TuringLang · yebai · Jul 21, 2022 · Jul 3, 2022 · Jul 6, 2022 · Jul 6, 2022
diff --git a/tutorials/13-seasonal-time-series/13_seasonal_time_series.jmd b/tutorials/13-seasonal-time-series/13_seasonal_time_series.jmd
@@ -0,0 +1,328 @@
+---
+title: Bayesian Time Series Analysis
+permalink: /:collection/:name/
+weave_options:
+  error : false
+---
+
+In time series analysis we are often interested in understanding how various real-life circumstances impact our quantity of interest.
+These can be, for instance, season, day of week, or time of day.
+To analyse this it is useful to decompose time series into simpler components (corresponding to relevant circumstances)
+and infer their relevance.
+In this tutorial we are going to use Turing for time series analysis and learn about useful ways to decompose time series.
+
+# Modelling time series
+
+Before we start coding, let us talk about what exactly we mean with time series decomposition.
+In a nutshell, it is a divide-and-conquer approach where we express a time series as a sum or a product of simpler series.
+For instance, the time series $f(t)$ can be decomposed into a sum of $n$ components
+
+$$f(t) = \sum_{i=1}^n f_i(t),$$
+
+or we can decompose $g(t)$ into a product of $m$ components
+
+$$g(t) = \sum_{i=1}^m g_i(t).$$
+
+We refer to this as *additive* or *multiplicative* decomposition respectively.

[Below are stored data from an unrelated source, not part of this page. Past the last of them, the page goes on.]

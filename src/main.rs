//! Sitegauge: page analysis CLI

use anyhow::{Context, Result};
use clap::Parser;
use colored::Colorize;
use sitegauge::analyzer::AnalysisEngine;
use sitegauge::commentary::{is_ai_available, CommentaryPrompt, GeminiClient};
use sitegauge::config::{load_config, ScoringConfig};
use sitegauge::fetcher::Fetcher;
use sitegauge::reporter::{ConsoleReporter, JsonReporter};
use std::fs;
use std::path::PathBuf;
use std::process::ExitCode;

/// Sitegauge: SEO, crawlability and AI-readability analyzer for web pages
#[derive(Parser, Debug)]
#[command(name = "sitegauge")]
#[command(author, version, about, long_about = None)]
struct Args {
    /// URL to analyze
    url: String,

    /// Output the report as JSON
    #[arg(long, short)]
    json: bool,

    /// Pretty-print JSON output
    #[arg(long, requires = "json")]
    pretty: bool,

    /// Write the report as JSON to a file
    #[arg(long, short)]
    output: Option<PathBuf>,

    /// Minimum composite score (exit 1 if below)
    #[arg(long, short)]
    threshold: Option<f64>,

    /// Quiet mode (just the composite score)
    #[arg(long, short)]
    quiet: bool,

    /// Verbose output (all findings and the raw metric table)
    #[arg(long, short)]
    verbose: bool,

    /// Path to config file (default: search .sitegaugerc.json in current dir and parents)
    #[arg(long)]
    config: Option<PathBuf>,

    /// HTTP timeout in seconds
    #[arg(long)]
    timeout: Option<u64>,

    /// Disable colored output
    #[arg(long)]
    no_color: bool,

    /// Generate qualitative commentary (calls the Gemini API when built
    /// with the ai feature and GEMINI_API_KEY is set; prints the prompt otherwise)
    #[arg(long)]
    insights: bool,
}

fn main() -> ExitCode {
    match run() {
        Ok(code) => code,
        Err(e) => {
            eprintln!("{}: {:#}", "Error".red().bold(), e);
            ExitCode::from(2)
        }
    }
}

fn run() -> Result<ExitCode> {
    let args = Args::parse();

    let work_dir = std::env::current_dir().unwrap_or_else(|_| PathBuf::from("."));
    let config = load_config(&work_dir, args.config.as_deref())?
        .merge_with_cli(args.threshold, args.timeout);

    // Weight validation happens before any network traffic
    let scoring = ScoringConfig::from_config(&config)?;
    let engine = AnalysisEngine::new(scoring)?;

    let fetcher = Fetcher::new(config.timeout_secs.unwrap_or(30), config.user_agent.clone())?;
    if !args.quiet && !args.json {
        eprintln!("Fetching {} ...", args.url);
    }
    let snapshot = fetcher
        .snapshot(&args.url)
        .with_context(|| format!("Failed to fetch {}", args.url))?;

    let report = engine.analyze(&snapshot);

    if args.json {
        let reporter = if args.pretty {
            JsonReporter::new().pretty()
        } else {
            JsonReporter::new()
        };
        println!("{}", reporter.report(&report));
    } else if args.quiet {
        ConsoleReporter::new().report_quiet(&report);
    } else {
        let mut reporter = ConsoleReporter::new();
        if args.no_color {
            reporter = reporter.without_colors();
        }
        if args.verbose {
            reporter = reporter.verbose();
        }
        reporter.report(&report);
    }

    if let Some(ref path) = args.output {
        let json = JsonReporter::new().pretty().report(&report);
        fs::write(path, json)
            .with_context(|| format!("Failed to write report to {}", path.display()))?;
        if !args.quiet {
            eprintln!("Report saved to {}", path.display());
        }
    }

    if args.insights {
        print_insights(&report)?;
    }

    if let Some(threshold) = config.threshold {
        if report.composite < threshold {
            eprintln!(
                "{}: composite {:.1} below threshold {:.1}",
                "Failed".red().bold(),
                report.composite,
                threshold
            );
            return Ok(ExitCode::FAILURE);
        }
    }

    Ok(ExitCode::SUCCESS)
}

/// Call Gemini when available, otherwise print the prompt for manual use.
fn print_insights(report: &sitegauge::AnalysisReport) -> Result<()> {
    if is_ai_available() {
        match GeminiClient::from_env() {
            Ok(client) => match client.commentary(report) {
                Ok(text) => {
                    println!("{}", "Commentary:".bold());
                    println!("{}", text);
                    return Ok(());
                }
                Err(e) => eprintln!("{}: {}", "AI commentary failed".yellow(), e),
            },
            Err(e) => eprintln!("{}: {}", "AI commentary unavailable".yellow(), e),
        }
    }

    println!("{}", CommentaryPrompt::new().generate(report));
    Ok(())
}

+This type of decomposition is great since it lets us reason about individual components, which makes encoding prior information and interpreting model predictions very easy.
+Two common components are *trends*, which represent the overall change of the time series (often assumed to be linear),
+and *cyclic effects* which contribute oscillating effects around the trend.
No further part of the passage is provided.